The objective of this study was to determine the primary articular tissue target of doxycycline and minocycline. Synoviocytes-cartilage cocultures (n = 4) were treated with MMP-13 (25 ng/mL medium) or IL-1 (1.0 ng/mL medium) for 24 h. Doxycycline (4.3, 0.43, 0.043 microM) or minocycline (10, 1.0 or 0.1 microM) were then added and cultures were continued for 96 h. Cartilage and media were analyzed for GAG content. Quantitative PCR was used to measure cartilage MMP-3, MMP-13, aggrecan, COL2A1, ADAMTS-4, and ADAMTS-5 expression, and synoviocyte MMP-3, MMP-13, ADAMTS-4, and ADMATS-5 expression.
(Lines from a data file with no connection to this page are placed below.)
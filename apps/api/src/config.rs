use std::str::FromStr;
use std::time::Duration;

use anyhow::{Context, Result};

/// Application configuration loaded from environment variables.
/// Every variable has a default; malformed values fail startup.
#[derive(Debug, Clone)]
pub struct Config {
    pub port: u16,
    pub rust_log: String,
    /// Artificial delay before the template backend answers.
    pub proposal_latency_ms: u64,
    /// Artificial delay for the simulated checkout.
    pub checkout_delay_ms: u64,
    /// Sessions untouched for this long are dropped.
    pub session_ttl_secs: u64,
    /// How often the expiry sweep runs.
    pub session_sweep_secs: u64,
    /// Browser origins allowed by CORS. Empty allows any origin.
    pub cors_allowed_origins: Vec<String>,
}

impl Default for Config {
    fn default() -> Self {
        Config {
            port: 8080,
            rust_log: "info".to_string(),
            proposal_latency_ms: 2000,
            checkout_delay_ms: 2000,
            session_ttl_secs: 3600,
            session_sweep_secs: 60,
            cors_allowed_origins: Vec::new(),
        }
    }
}

impl Config {
    pub fn from_env() -> Result<Self> {
        dotenvy::dotenv().ok(); // load .env if present; ignore if missing

        let defaults = Config::default();
        Ok(Config {
            port: env_or("PORT", defaults.port)?,
            rust_log: std::env::var("RUST_LOG").unwrap_or(defaults.rust_log),
            proposal_latency_ms: env_or("PROPOSAL_LATENCY_MS", defaults.proposal_latency_ms)?,
            checkout_delay_ms: env_or("CHECKOUT_DELAY_MS", defaults.checkout_delay_ms)?,
            session_ttl_secs: env_or("SESSION_TTL_SECS", defaults.session_ttl_secs)?,
            session_sweep_secs: env_or("SESSION_SWEEP_SECS", defaults.session_sweep_secs)?,
            cors_allowed_origins: std::env::var("CORS_ALLOWED_ORIGINS")
                .map(|raw| parse_list(&raw))
                .unwrap_or(defaults.cors_allowed_origins),
        })
    }

    pub fn proposal_latency(&self) -> Duration {
        Duration::from_millis(self.proposal_latency_ms)
    }

    pub fn checkout_delay(&self) -> Duration {
        Duration::from_millis(self.checkout_delay_ms)
    }

    pub fn session_ttl(&self) -> Duration {
        Duration::from_secs(self.session_ttl_secs)
    }

    /// Never zero; `tokio::time::interval` panics on a zero period.
    pub fn session_sweep_period(&self) -> Duration {
        Duration::from_secs(self.session_sweep_secs.max(1))
    }
}

fn env_or<T>(key: &str, default: T) -> Result<T>
where
    T: FromStr,
    T::Err: std::error::Error + Send + Sync + 'static,
{
    match std::env::var(key) {
        Ok(raw) => parse_value(key, &raw),
        Err(_) => Ok(default),
    }
}

fn parse_value<T>(key: &str, raw: &str) -> Result<T>
where
    T: FromStr,
    T::Err: std::error::Error + Send + Sync + 'static,
{
    raw.trim()
        .parse::<T>()
        .with_context(|| format!("Environment variable '{key}' has invalid value '{raw}'"))
}

/// Comma-separated list, blanks dropped.
fn parse_list(raw: &str) -> Vec<String> {
    raw.split(',')
        .map(str::trim)
        .filter(|item| !item.is_empty())
        .map(str::to_string)
        .collect()
}
use axum::{extract::State, Json};
use serde_json::{json, Value};

use crate::state::AppState;

/// GET /health
/// Returns a simple status object with service version and active backend.
pub async fn health_handler(State(state): State<AppState>) -> Json<Value> {
    Json(json!({
        "status": "ok",
        "version": env!("CARGO_PKG_VERSION"),
        "service": "proposal-api",
        "backend": state.backend.name(),
        "activeSessions": state.sessions.len().await
    }))
}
Total and active MMP-3, MMP-13, and ADAMTS 4/5 enzymes were measured in culture medium. All concentrations of doxycycline and minocycline diminished GAG accumulation in the media. All concentrations of minocycline, but only the highest concentration of doxycycline decreased MMP-3 and MMP-13 expression in synoviocytes but not cartilage, and basal ADAMTS-5 mRNA levels in both synoviocytes and cartilage. Only minocycline decreased active MMP-13 protein in synoviocytes. In summary, the protective effects of tetracycline compounds are more pronounced in synoviocytes than cartilage, and following minocycline compared to doxycycline. Studies to determine the molecular mechanism of action of the tetracyclines in synoviocytes might lead to the design of targeted therapeutics for the treatment of OA or RA.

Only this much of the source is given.